Kapwani Kiwanga, Maya-Bantu, 2019. The Moody Center for the Arts, Houston (USA), 2021. @Photo Nash Baker. Courtesy the artist and Goodman Gallery, Cape Town, Johannesburg, and London. ©ADAGP, Paris / SOCAN, Montreal (2022)

Spring 2023 at MOCA Toronto

MOCA Toronto is delighted to present artists and collectives who create very different kinds of installation and sculptural work – including many artworks commissioned specifically for MOCA’s spaces – using a wide variety of physical media such as metal, concrete, recycled consumer goods and plants.

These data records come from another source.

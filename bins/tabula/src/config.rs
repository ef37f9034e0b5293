use std::path::{Path, PathBuf};

use clap::{Args, Parser, Subcommand, ValueEnum};
use serde::Deserialize;

use cursor_memory::MemoryCursorConfig;
use format_xml::XmlWriterOptions;

use crate::error::CliError;

#[derive(Parser)]
#[command(name = "tabula", about = "Render tabular datasets as streaming JSON or XML")]
pub struct Cli {
    #[command(subcommand)]
    pub command: Commands,
}

#[derive(Subcommand)]
pub enum Commands {
    /// Render a dataset to stdout
    Render(RenderArgs),
    /// Print the dataset's columns and properties as JSON
    Schema(SchemaArgs),
}

#[derive(Args, Clone, Debug)]
pub struct RenderArgs {
    /// Dataset JSON file, `-` for stdin
    #[arg(long)]
    pub input: PathBuf,
    /// Output format (overrides config)
    #[arg(long, value_enum)]
    pub format: Option<OutputFormat>,
    /// XML root element name
    #[arg(long)]
    pub root: Option<String>,
    /// XML row element name
    #[arg(long)]
    pub row: Option<String>,
    /// One row per line (JSON) / indented elements (XML)
    #[arg(long)]
    pub pretty: bool,
    /// Path to TOML config file
    #[arg(long, env = "TABULA_CONFIG")]
    pub config: Option<PathBuf>,
}

#[derive(Args, Clone, Debug)]
pub struct SchemaArgs {
    /// Dataset JSON file, `-` for stdin
    #[arg(long)]
    pub input: PathBuf,
}

#[derive(Debug, Clone, Copy, Default, PartialEq, Eq, ValueEnum, Deserialize)]
#[serde(rename_all = "lowercase")]
pub enum OutputFormat {
    #[default]
    Json,
    Xml,
}

// ---- TOML Config ----

#[derive(Debug, Default, Deserialize)]
pub struct TabulaConfig {
    #[serde(default)]
    pub format: OutputFormat,
    #[serde(default)]
    pub pretty: bool,
    #[serde(default)]
    pub xml: XmlConfig,
    /// Limits for the in-memory cursor.
    #[serde(default)]
    pub memory: MemoryCursorConfig,
}

#[derive(Debug, Default, Deserialize)]
pub struct XmlConfig {
    /// Root element name; falls back to `results`.
    pub root: Option<String>,
    /// Row element name; falls back to `result`.
    pub row: Option<String>,
    #[serde(flatten)]
    pub writer: XmlWriterOptions,
}

impl TabulaConfig {
    pub fn load(path: &Path) -> Result<Self, CliError> {
        let content = std::fs::read_to_string(path).map_err(|e| CliError::Config {
            context: "read",
            detail: format!("'{}': {e}", path.display()),
        })?;
        toml::from_str(&content).map_err(|e| CliError::Config {
            context: "parse",
            detail: format!("'{}': {e}", path.display()),
        })
    }

    /// Config from `path`, or defaults when no path was given.
    pub fn load_opt(path: Option<&Path>) -> Result<Self, CliError> {
        match path {
            Some(path) => Self::load(path),
            None => Ok(Self::default()),
        }
    }
}
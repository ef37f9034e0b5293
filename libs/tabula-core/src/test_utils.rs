use std::sync::Arc;
use std::sync::atomic::{AtomicUsize, Ordering};

use tabula_api::{Cell, CellKind, Column, ColumnDef, ColumnType, CursorError, RowCursor, Schema, Structured};

/// Counters shared between a `StubCursor` and the test observing it.
#[derive(Default)]
pub struct CallLog {
    touches: AtomicUsize,
    advances: AtomicUsize,
    closes: AtomicUsize,
}

impl CallLog {
    /// Any call into the cursor, including `advance` and `close`.
    pub fn touches(&self) -> usize {
        self.touches.load(Ordering::SeqCst)
    }

    pub fn advances(&self) -> usize {
        self.advances.load(Ordering::SeqCst)
    }

    pub fn closes(&self) -> usize {
        self.closes.load(Ordering::SeqCst)
    }
}

/// Recording cursor over fixed rows. Counts every call and `close()`
/// invocations (not deduplicated, so double closes are visible).
pub struct StubCursor {
    schema: Arc<Schema>,
    rows: std::vec::IntoIter<Vec<Option<Cell>>>,
    current: Option<Vec<Option<Cell>>>,
    fail_on_advance: Option<usize>,
    calls: Arc<CallLog>,
}

impl StubCursor {
    pub fn new(schema: Arc<Schema>, rows: Vec<Vec<Option<Cell>>>) -> (Self, Arc<CallLog>) {
        let calls = Arc::new(CallLog::default());
        let cursor = Self {
            schema,
            rows: rows.into_iter(),
            current: None,
            fail_on_advance: None,
            calls: Arc::clone(&calls),
        };
        (cursor, calls)
    }

    /// Make the `n`-th `advance()` call (1-based) fail with an I/O error.
    pub fn fail_on_advance(mut self, n: usize) -> Self {
        self.fail_on_advance = Some(n);
        self
    }

    fn cell(&self, column: Column<'_>) -> Result<Option<Cell>, CursorError> {
        self.calls.touches.fetch_add(1, Ordering::SeqCst);
        let row = self
            .current
            .as_ref()
            .ok_or_else(|| CursorError::state("not positioned on a row"))?;
        let index = match column {
            Column::Index(i) => i,
            Column::Name(name) => self
                .schema
                .index_of(name)
                .ok_or_else(|| CursorError::no_such_column(format!("column {column}")))?,
        };
        row.get(index)
            .cloned()
            .ok_or_else(|| CursorError::no_such_column(format!("column {column}")))
    }
}

impl RowCursor for StubCursor {
    fn advance(&mut self) -> Result<bool, CursorError> {
        self.calls.touches.fetch_add(1, Ordering::SeqCst);
        let n = self.calls.advances.fetch_add(1, Ordering::SeqCst) + 1;
        if self.fail_on_advance == Some(n) {
            self.current = None;
            return Err(CursorError::io("connection lost"));
        }
        self.current = self.rows.next();
        Ok(self.current.is_some())
    }

    fn close(&mut self) {
        self.calls.touches.fetch_add(1, Ordering::SeqCst);
        self.calls.closes.fetch_add(1, Ordering::SeqCst);
        self.current = None;
    }

    fn get_string(&mut self, column: Column<'_>) -> Result<Option<String>, CursorError> {
        match self.cell(column)? {
            None => Ok(None),
            Some(Cell::String(s)) => Ok(Some(s)),
            Some(other) => Err(CursorError::mismatch(column, CellKind::String, other.kind())),
        }
    }

    fn get_int(&mut self, column: Column<'_>) -> Result<Option<i64>, CursorError> {
        match self.cell(column)? {
            None => Ok(None),
            Some(Cell::Int(n)) => Ok(Some(n)),
            Some(other) => Err(CursorError::mismatch(column, CellKind::Int, other.kind())),
        }
    }

    fn get_float(&mut self, column: Column<'_>) -> Result<Option<f64>, CursorError> {
        match self.cell(column)? {
            None => Ok(None),
            Some(Cell::Float(f)) => Ok(Some(f)),
            Some(other) => Err(CursorError::mismatch(column, CellKind::Float, other.kind())),
        }
    }

    fn get_bool(&mut self, column: Column<'_>) -> Result<Option<bool>, CursorError> {
        match self.cell(column)? {
            None => Ok(None),
            Some(Cell::Bool(b)) => Ok(Some(b)),
            Some(other) => Err(CursorError::mismatch(column, CellKind::Bool, other.kind())),
        }
    }

    fn get_structured(&mut self, column: Column<'_>) -> Result<Option<Structured>, CursorError> {
        match self.cell(column)? {
            None => Ok(None),
            Some(Cell::Structured(m)) => Ok(Some(m)),
            Some(other) => Err(CursorError::mismatch(column, CellKind::Structured, other.kind())),
        }
    }

    fn get_as_string(&mut self, column: Column<'_>) -> Result<Option<String>, CursorError> {
        Ok(self.cell(column)?.map(|c| c.render()))
    }
}

pub fn id_name_schema() -> Arc<Schema> {
    Arc::new(Schema::new(vec![
        ColumnDef::new("id", ColumnType::Int),
        ColumnDef::new("name", ColumnType::String),
    ]))
}

pub fn id_name_rows() -> Vec<Vec<Option<Cell>>> {
    vec![
        vec![Some(Cell::Int(1)), Some(Cell::from("a"))],
        vec![Some(Cell::Int(2)), Some(Cell::from("b"))],
    ]
}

Kapwani Kiwanga, Vumbi, 2012, video still. Courtesy the artist; Galerie Poggi, Paris; Galerie Tanja Wagner, Berlin; and Goodman Gallery, Cape Town, Johannesburg, and London. ©ADAGP, Paris / SOCAN, Montreal (2022)

Kapwani Kiwanga Remediation
February 24 – July 23, 2023

The first major survey exhibition in Canada of Canadian-French artist Kapwani Kiwanga focuses on botany and resistance. For her exhibition at MOCA, Kiwanga presents five new commissions, featuring video and large-scale sculptural installations that involve organic materials and methods of filtration. Through this curated selection, Kiwanga expands on her research into how botany has long held a relationship to exploitation and acts of resistance, and how plant life has and may intervene in the rejuvenation of contaminated environments.


Athena Papadopoulos, The Smurfette, Installation view, Emalin, London. Courtesy the artist and Emalin, London. Photography: Plastiques.

Athena Papadopoulos The New Alphabet
February 24 – April 30, 2023

Susan For Susan Trade Show
February 24 – April 30, 2023

Two exhibitions are presented in dialogue: Susan For Susan’s playful composition of furniture propositions, and UK-based Canadian artist Athena Papadopoulos’s two bodies of sculptural work collectively titled The New Alphabet.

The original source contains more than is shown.